Fig. 1. 1913 map of the shore of Windermere with detailed annotation by H.P. Moon, 1950s?
Thomas T. Macan (1910-1985) had a distinguished career as an entomologist, focusing on aquatic insects, which he studied for most of his life at the FBA from 1935 to 1976. His fieldwork notebooks are meticulously drawn up. Macan produced some of the identification keys of freshwater insects that were published by the FBA, including the drawings, the originals of which are in the FBA archives. Macan was clearly attentive to the quality and practices of scientific illustrations. While investigating a map chest the other week, I stumbled across a set of 18 boards (approximately A1 in format) entitled ‘Methods of Illustrating Figures and Diagrams by T.T. Macan’. These boards, produced in April 1976, are sets of instructions for scientific illustrations, looking at contrast, line shading, symbols, graphs, histograms, maps and how to draw types of apparatus.

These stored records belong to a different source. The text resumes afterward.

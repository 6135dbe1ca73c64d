//! Frame-loop driver
//!
//! Owns the capture collaborators and the pipeline for the duration of a
//! run: read frame, decode, process, render, repeat. Fully processes each
//! frame before reading the next; cancellation is polled once per
//! iteration. All resources are released by drop when `run` returns,
//! whichever way the loop ended.

use crate::io::capture::{CaptureError, FrameDisplay, FrameSource, QrDecoder};
use crate::services::pipeline::ScanPipeline;
use tokio::sync::watch;
use tracing::{error, info};

/// Why the loop stopped
#[derive(Debug, Clone, Copy, PartialEq, Eq)]
pub enum StopReason {
    /// Shutdown signal or display cancel
    Cancelled,
    /// Frame source ran out of frames
    EndOfStream,
    /// Configured frame limit reached
    FrameLimit,
    /// Frame acquisition failed; run terminated cleanly
    AcquisitionError,
}

/// Result of one run of the loop
#[derive(Debug, Clone, Copy)]
pub struct RunOutcome {
    pub frames: u64,
    pub reason: StopReason,
}

/// Drives the scan loop over a frame source, decoder and display
pub struct ScanRunner<S, D, Y>
where
    S: FrameSource,
    D: QrDecoder<S::Frame>,
    Y: FrameDisplay<S::Frame>,
{
    source: S,
    decoder: D,
    display: Y,
    pipeline: ScanPipeline,
    shutdown_rx: watch::Receiver<bool>,
    /// Stop after this many frames; 0 means unlimited
    max_frames: u64,
}

impl<S, D, Y> ScanRunner<S, D, Y>
where
    S: FrameSource,
    D: QrDecoder<S::Frame>,
    Y: FrameDisplay<S::Frame>,
{
    pub fn new(
        source: S,
        decoder: D,
        display: Y,
        pipeline: ScanPipeline,
        shutdown_rx: watch::Receiver<bool>,
        max_frames: u64,
    ) -> Self {
        Self { source, decoder, display, pipeline, shutdown_rx, max_frames }
    }

    /// Run the loop to completion, consuming the runner
    ///
    /// Blocking; callers on an async runtime run this on a blocking task.
    pub fn run(mut self) -> RunOutcome {
        let mut frames = 0u64;

        let reason = loop {
            if *self.shutdown_rx.borrow() || self.display.poll_cancel() {
                info!("scan_loop_cancelled");
                break StopReason::Cancelled;
            }

            let frame = match self.source.read_frame() {
                Ok(frame) => frame,
                Err(CaptureError::EndOfStream) => {
                    info!(frames = frames, "frame_source_exhausted");
                    break StopReason::EndOfStream;
                }
                Err(e) => {
                    error!(error = %e, "frame_source_error");
                    break StopReason::AcquisitionError;
                }
            };

            let detections = self.decoder.decode(&frame);
            let annotations = self.pipeline.process(&detections);
            self.display.render(&frame, &annotations);

            frames += 1;
            if self.max_frames > 0 && frames >= self.max_frames {
                info!(frames = frames, "frame_limit_reached");
                break StopReason::FrameLimit;
            }
        };

        self.pipeline.stats().log();
        RunOutcome { frames, reason }
    }
}
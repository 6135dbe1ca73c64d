//! Infrastructure - configuration
//!
//! This module contains infrastructure concerns:
//! - `config` - application configuration (TOML loading, defaults)

pub mod config;

// Re-export commonly used types
pub use config::Config;
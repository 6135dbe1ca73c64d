//! qr-intake - QR scan station for structured intake labels
//!
//! Decodes QR payloads from a frame stream, extracts the label fields,
//! deduplicates repeated scans and appends each unique record to a CSV
//! store while emitting render annotations.
//!
//! Module structure:
//! - `domain/` - Core scan types (RawDetection, ParsedRecord, Annotation)
//! - `io/` - External interfaces (capture traits, replay source, CSV sink)
//! - `services/` - Scan logic (parser, dedupe, pipeline, loop driver)
//! - `infra/` - Infrastructure (Config)

use anyhow::Context;
use clap::Parser;
use qr_intake::infra::Config;
use qr_intake::io::{LogDisplay, RecordSink, ReplayDecoder, ReplayFrameSource};
use qr_intake::services::{PayloadParser, ScanPipeline, ScanRunner};
use tokio::sync::watch;
use tracing::info;
use tracing_subscriber::fmt::time::UtcTime;
use tracing_subscriber::EnvFilter;

/// qr-intake - QR label scan and record extraction station
#[derive(Parser, Debug)]
#[command(name = "qr-intake", version, about)]
struct Args {
    /// Path to TOML configuration file
    #[arg(short, long, default_value = "config/dev.toml")]
    config: String,
}

#[tokio::main]
async fn main() -> anyhow::Result<()> {
    // Initialize structured logging with configurable level via RUST_LOG env var
    // Default: INFO, use RUST_LOG=debug for per-detection visibility
    let filter = EnvFilter::try_from_default_env().unwrap_or_else(|_| EnvFilter::new("info"));

    tracing_subscriber::fmt()
        .with_env_filter(filter)
        .with_timer(UtcTime::rfc_3339())
        .with_target(false)
        .init();

    info!("qr-intake starting");

    let args = Args::parse();
    let config = Config::load_from_path(&args.config);

    info!(
        config_file = %config.config_file(),
        station = %config.station_id(),
        convention = ?config.payload_convention(),
        replay_file = %config.replay_file(),
        sink_file = %config.sink_file(),
        max_frames = %config.max_frames(),
        "config_loaded"
    );

    // Header written once; an existing store is appended to, never rewritten
    let sink = RecordSink::new(config.sink_file());
    sink.ensure_initialized()
        .with_context(|| format!("failed to initialize record sink {}", config.sink_file()))?;

    let parser = PayloadParser::new(config.payload_convention());
    let pipeline = ScanPipeline::new(parser, sink);

    // A failed open is the one startup error with a non-zero exit contract
    let source = ReplayFrameSource::open(config.replay_file())
        .with_context(|| format!("failed to open frame source {}", config.replay_file()))?;

    // Create shutdown signal
    let (shutdown_tx, shutdown_rx) = watch::channel(false);

    // Handle shutdown on Ctrl+C
    tokio::spawn(async move {
        tokio::signal::ctrl_c().await.ok();
        info!("shutdown_signal_received");
        let _ = shutdown_tx.send(true);
    });

    let runner = ScanRunner::new(
        source,
        ReplayDecoder::new(),
        LogDisplay::new(),
        pipeline,
        shutdown_rx,
        config.max_frames(),
    );

    // The loop is synchronous and frame-driven; run it on a blocking task
    let outcome = tokio::task::spawn_blocking(move || runner.run())
        .await
        .context("scan loop task failed")?;

    info!(frames = outcome.frames, reason = ?outcome.reason, "qr-intake shutdown complete");
    Ok(())
}
//! Payload parsing - decoded text to structured record
//!
//! The delimiter and required field count are a configured policy, not a
//! constant: labels in the field exist in two conventions. `comma5` is the
//! current one (5+ comma-delimited fields), `pipe4` the legacy one (exactly
//! 4 pipe-delimited fields still appear on older labels). In both, the
//! first four fields carry identifier, model number, destination code and
//! serial number; anything past the required count is ignored.

use crate::domain::{ParsedRecord, RejectReason};
use serde::Deserialize;

/// Number of characters kept when trimming a model number for display
const MODEL_TRIM_LEN: usize = 7;

/// Named payload conventions selectable in config
#[derive(Debug, Clone, Copy, PartialEq, Eq, Deserialize)]
#[serde(rename_all = "lowercase")]
pub enum PayloadConvention {
    /// Current: 5+ fields, comma-delimited
    Comma5,
    /// Legacy: 4 fields, pipe-delimited
    Pipe4,
}

impl Default for PayloadConvention {
    fn default() -> Self {
        PayloadConvention::Comma5
    }
}

/// Delimiter and minimum field count for one convention
#[derive(Debug, Clone, Copy, PartialEq, Eq)]
pub struct ParsePolicy {
    pub delimiter: char,
    pub min_fields: usize,
}

impl From<PayloadConvention> for ParsePolicy {
    fn from(convention: PayloadConvention) -> Self {
        match convention {
            PayloadConvention::Comma5 => ParsePolicy { delimiter: ',', min_fields: 5 },
            PayloadConvention::Pipe4 => ParsePolicy { delimiter: '|', min_fields: 4 },
        }
    }
}

/// Pure parser from raw decoded text to a structured record
#[derive(Debug, Clone, Copy)]
pub struct PayloadParser {
    policy: ParsePolicy,
}

impl PayloadParser {
    pub fn new(convention: PayloadConvention) -> Self {
        Self { policy: convention.into() }
    }

    pub fn with_policy(policy: ParsePolicy) -> Self {
        Self { policy }
    }

    pub fn policy(&self) -> ParsePolicy {
        self.policy
    }

    /// Parse one decoded payload into a record
    ///
    /// The raw text is trimmed, split on the policy delimiter, and each
    /// field trimmed again. Only field presence and non-emptiness are
    /// validated; field contents are taken as-is.
    pub fn parse(&self, raw: &str) -> Result<ParsedRecord, RejectReason> {
        let fields: Vec<&str> = raw.trim().split(self.policy.delimiter).map(str::trim).collect();

        if fields.len() < self.policy.min_fields {
            return Err(RejectReason::TooFewFields {
                got: fields.len(),
                min: self.policy.min_fields,
            });
        }

        // Every required field must be non-empty, including required
        // fields beyond the four that are consumed
        for (index, field) in fields.iter().take(self.policy.min_fields).enumerate() {
            if field.is_empty() {
                return Err(RejectReason::EmptyField { index });
            }
        }

        let model_number = fields[1].to_string();
        let trimmed_model_number = trim_model_number(&model_number);

        Ok(ParsedRecord {
            identifier: fields[0].to_string(),
            model_number,
            trimmed_model_number,
            destination_code: fields[2].to_string(),
            serial_number: fields[3].to_string(),
        })
    }
}

/// First 7 characters of the model number; shorter values pass through
/// unchanged. Counts characters, not bytes, so multi-byte input cannot
/// split a code point.
fn trim_model_number(model_number: &str) -> String {
    match model_number.char_indices().nth(MODEL_TRIM_LEN) {
        Some((byte_idx, _)) => model_number[..byte_idx].to_string(),
        None => model_number.to_string(),
    }
}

Fig. 2. ‘Methods of Illustrating Figures and Diagrams by T.T. Macan’: board explaining contrast, using the work of John Lund
John Lund (1912-2015) and Hilda Canter-Lund (1922-2007) were algologists who both worked at the FBA for most of their career. Together they compiled Freshwater Algae: their microscopic world explored (1995), which contained Hilda Canter-Lund’s beautiful photographs of microscopic algae. John Lund was also responsible for the Fritsch Collection of illustrations of freshwater, brackish and terrestrial Algae (for more information on this collection, see http://www.fba.org.uk/fritsch-collection).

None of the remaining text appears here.